John Chau’s mistakes that led to his death were a result of cultural ignorance, arrogance, hubris, and misguided religious fervour; and these are also behind the motivation of Kingsolver’s character Nathan Price, around which her novel The Poisonwood Bible turns in ever-dangerous circles. He attempts the same contact and Christian conversion of the villagers of Kilanga in what was then, in 1959, the Belgian Congo, but unlike Chau, Price takes along his wife, Oleanna, and their four young daughters: Rachel, Leah, Adah, and Ruth May.

John Chau, according to his family, ‘“loved God, life, helping those in need, and had nothing but love for the Sentinelese people”. Nathan Price had a similar belief in God that was so profound that he was embarrassed because God must be watching him even while his four daughters were conceived.

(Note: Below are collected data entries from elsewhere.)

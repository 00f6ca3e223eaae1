pub mod config;
pub mod error;
pub mod freshness;
pub mod ground_track;
pub mod observer;
pub mod pass;
pub mod satellite;
pub mod search;
pub mod segment;
pub mod sunlit;
pub mod transform;

pub use error::{Error, Result};
pub use ground_track::{Direction, GroundTrack, GroundTrackPlot, GroundTrackRequest, PlotColors};
pub use observer::Observer;
pub use pass::Pass;
pub use satellite::{Satellite, Tle};
pub use segment::{segment, Sample, Segment, SegmentedTrack, Track};
pub use sunlit::SunStatus;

The story contained in the Poisonwood Bible is told only by the Price women. Oleanna opens every section but it is the girls who alternately tell the story of their continuing life-threatening existence; the villagers they befriend, the events that buffet their lives and the poverty they are forced into.

Each daughter has her own distinctive voice; this is Kingsolver’s greatest strength. The language is rich and revealing, defining and luscious. Rachel, the eldest, 15 at the beginning of the novel is self-centered and obsessed with her looks, her prised possession, a mirror. Adah, a twin, has a passion for palindromes, and has a congenital defect: the right side of her body ‘drags’; I was born with half my brain dried up like a prune. However she is witty and intelligent, opinionated but envious of her twin, Leah, who is the most outspoken, a tom-boy who worries about her salvation, and blames herself for Adah’s affliction. Ruth May. the baby, is inquisitive and observant, and sees the world as a baby might: innocently.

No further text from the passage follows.